═══ DATA
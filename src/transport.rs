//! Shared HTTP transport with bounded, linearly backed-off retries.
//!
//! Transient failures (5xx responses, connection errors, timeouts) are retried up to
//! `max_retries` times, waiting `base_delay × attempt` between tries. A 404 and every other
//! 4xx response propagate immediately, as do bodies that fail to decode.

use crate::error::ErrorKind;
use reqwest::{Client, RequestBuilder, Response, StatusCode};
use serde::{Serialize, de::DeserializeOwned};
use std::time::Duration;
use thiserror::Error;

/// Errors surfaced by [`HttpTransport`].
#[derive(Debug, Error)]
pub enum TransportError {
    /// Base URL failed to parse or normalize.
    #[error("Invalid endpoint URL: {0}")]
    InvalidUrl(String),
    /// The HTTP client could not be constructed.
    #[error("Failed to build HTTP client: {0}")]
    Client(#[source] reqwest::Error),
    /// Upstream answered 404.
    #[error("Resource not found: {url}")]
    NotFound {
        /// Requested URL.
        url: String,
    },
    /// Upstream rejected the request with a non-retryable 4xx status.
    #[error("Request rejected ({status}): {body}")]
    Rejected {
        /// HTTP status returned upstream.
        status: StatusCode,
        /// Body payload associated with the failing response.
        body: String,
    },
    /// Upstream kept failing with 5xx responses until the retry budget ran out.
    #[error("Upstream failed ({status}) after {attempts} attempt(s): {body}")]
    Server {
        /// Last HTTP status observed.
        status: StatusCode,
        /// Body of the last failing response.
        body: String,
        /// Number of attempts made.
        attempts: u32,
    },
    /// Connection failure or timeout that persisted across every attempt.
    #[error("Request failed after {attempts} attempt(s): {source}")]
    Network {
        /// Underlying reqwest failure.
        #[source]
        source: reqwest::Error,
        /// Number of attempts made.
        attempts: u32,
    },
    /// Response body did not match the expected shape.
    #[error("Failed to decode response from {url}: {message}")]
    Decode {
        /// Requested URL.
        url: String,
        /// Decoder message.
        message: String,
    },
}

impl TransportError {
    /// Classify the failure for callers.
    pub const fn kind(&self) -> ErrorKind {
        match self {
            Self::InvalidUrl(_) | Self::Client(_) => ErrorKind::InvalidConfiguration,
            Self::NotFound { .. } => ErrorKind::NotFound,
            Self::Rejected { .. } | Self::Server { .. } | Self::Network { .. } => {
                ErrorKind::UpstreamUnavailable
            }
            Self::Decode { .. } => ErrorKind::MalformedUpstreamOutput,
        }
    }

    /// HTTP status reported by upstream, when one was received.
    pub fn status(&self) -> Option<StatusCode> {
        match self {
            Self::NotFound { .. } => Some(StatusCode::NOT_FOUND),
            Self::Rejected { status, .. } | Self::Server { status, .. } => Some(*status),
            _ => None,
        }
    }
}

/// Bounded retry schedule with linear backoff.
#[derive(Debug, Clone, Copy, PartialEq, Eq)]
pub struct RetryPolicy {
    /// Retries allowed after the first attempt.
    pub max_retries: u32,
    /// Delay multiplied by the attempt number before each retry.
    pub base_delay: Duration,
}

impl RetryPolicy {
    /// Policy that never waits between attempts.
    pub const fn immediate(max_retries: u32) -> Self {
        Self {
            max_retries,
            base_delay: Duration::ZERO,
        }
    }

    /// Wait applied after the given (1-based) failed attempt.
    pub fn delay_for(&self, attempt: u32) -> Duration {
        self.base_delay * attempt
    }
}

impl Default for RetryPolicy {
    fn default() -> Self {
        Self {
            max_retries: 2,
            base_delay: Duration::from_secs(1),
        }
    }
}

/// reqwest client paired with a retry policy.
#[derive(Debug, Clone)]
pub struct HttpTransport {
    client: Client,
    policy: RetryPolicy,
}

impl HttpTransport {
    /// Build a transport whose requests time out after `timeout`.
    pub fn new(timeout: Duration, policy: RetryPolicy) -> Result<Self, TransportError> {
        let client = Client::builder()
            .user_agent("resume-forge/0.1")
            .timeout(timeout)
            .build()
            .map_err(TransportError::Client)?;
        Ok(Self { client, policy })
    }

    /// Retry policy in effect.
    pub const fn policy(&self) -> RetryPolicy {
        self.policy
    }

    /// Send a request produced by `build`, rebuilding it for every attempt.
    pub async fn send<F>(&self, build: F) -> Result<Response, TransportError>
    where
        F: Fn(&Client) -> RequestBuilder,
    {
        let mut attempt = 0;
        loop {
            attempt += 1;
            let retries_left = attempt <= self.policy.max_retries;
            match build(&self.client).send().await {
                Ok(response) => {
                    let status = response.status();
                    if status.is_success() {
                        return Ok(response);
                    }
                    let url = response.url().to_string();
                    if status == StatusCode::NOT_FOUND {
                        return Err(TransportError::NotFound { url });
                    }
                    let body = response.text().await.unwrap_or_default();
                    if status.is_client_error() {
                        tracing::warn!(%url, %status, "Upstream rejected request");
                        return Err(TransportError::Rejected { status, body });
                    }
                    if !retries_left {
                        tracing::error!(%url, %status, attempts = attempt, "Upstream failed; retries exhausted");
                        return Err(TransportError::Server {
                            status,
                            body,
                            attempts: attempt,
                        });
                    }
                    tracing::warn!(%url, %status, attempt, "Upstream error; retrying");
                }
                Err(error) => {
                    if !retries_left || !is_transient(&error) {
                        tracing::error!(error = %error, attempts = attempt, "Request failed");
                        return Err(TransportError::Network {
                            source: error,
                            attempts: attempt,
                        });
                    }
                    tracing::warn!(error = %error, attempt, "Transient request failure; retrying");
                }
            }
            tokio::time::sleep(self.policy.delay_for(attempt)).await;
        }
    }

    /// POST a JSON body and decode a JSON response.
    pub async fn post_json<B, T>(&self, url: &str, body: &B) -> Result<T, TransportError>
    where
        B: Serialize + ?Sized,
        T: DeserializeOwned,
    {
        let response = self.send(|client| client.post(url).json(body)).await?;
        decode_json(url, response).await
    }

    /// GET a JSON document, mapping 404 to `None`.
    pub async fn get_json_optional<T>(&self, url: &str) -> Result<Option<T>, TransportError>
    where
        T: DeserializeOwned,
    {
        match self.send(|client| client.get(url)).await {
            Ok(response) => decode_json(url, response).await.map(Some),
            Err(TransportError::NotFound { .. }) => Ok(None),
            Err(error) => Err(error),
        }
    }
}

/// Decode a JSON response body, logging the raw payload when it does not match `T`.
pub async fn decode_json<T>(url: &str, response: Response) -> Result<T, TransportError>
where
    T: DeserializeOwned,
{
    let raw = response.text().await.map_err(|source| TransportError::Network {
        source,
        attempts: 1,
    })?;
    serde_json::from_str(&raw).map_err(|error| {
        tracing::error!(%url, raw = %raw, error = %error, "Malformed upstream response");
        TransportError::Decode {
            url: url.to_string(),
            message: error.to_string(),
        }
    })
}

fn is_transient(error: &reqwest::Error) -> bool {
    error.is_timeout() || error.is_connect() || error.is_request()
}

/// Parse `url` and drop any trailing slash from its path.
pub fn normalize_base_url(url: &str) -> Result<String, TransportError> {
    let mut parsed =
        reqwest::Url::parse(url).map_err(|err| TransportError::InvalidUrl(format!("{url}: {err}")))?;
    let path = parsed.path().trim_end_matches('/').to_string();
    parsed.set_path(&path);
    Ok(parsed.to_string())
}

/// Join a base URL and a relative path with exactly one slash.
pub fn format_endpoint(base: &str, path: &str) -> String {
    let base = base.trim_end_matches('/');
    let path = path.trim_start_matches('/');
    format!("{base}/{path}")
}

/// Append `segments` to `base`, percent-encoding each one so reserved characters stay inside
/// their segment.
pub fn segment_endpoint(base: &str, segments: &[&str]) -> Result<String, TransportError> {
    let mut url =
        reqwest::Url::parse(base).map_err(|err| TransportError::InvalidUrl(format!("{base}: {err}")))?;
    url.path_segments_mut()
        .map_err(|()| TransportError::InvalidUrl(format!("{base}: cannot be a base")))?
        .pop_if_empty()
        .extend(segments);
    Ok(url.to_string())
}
══════
◆ **HOW TO COMPLETE THIS TASK**:
In the entries above, the lines between the one holding "pub const fn immediate(max_retries: u32)" and the one holding "policy in effect.", inclusive, are to be printed exactly as written, and those alone.

◆ **ANSWER SECTION**:
    pub const fn immediate(max_retries: u32) -> Self {
        Self {
            max_retries,
            base_delay: Duration::ZERO,
        }
    }

    /// Wait applied after the given (1-based) failed attempt.
    pub fn delay_for(&self, attempt: u32) -> Duration {
        self.base_delay * attempt
    }
}

impl Default for RetryPolicy {
    fn default() -> Self {
        Self {
            max_retries: 2,
            base_delay: Duration::from_secs(1),
        }
    }
}

/// reqwest client paired with a retry policy.
#[derive(Debug, Clone)]
pub struct HttpTransport {
    client: Client,
    policy: RetryPolicy,
}

impl HttpTransport {
    /// Build a transport whose requests time out after `timeout`.
    pub fn new(timeout: Duration, policy: RetryPolicy) -> Result<Self, TransportError> {
        let client = Client::builder()
            .user_agent("resume-forge/0.1")
            .timeout(timeout)
            .build()
            .map_err(TransportError::Client)?;
        Ok(Self { client, policy })
    }

    /// Retry policy in effect.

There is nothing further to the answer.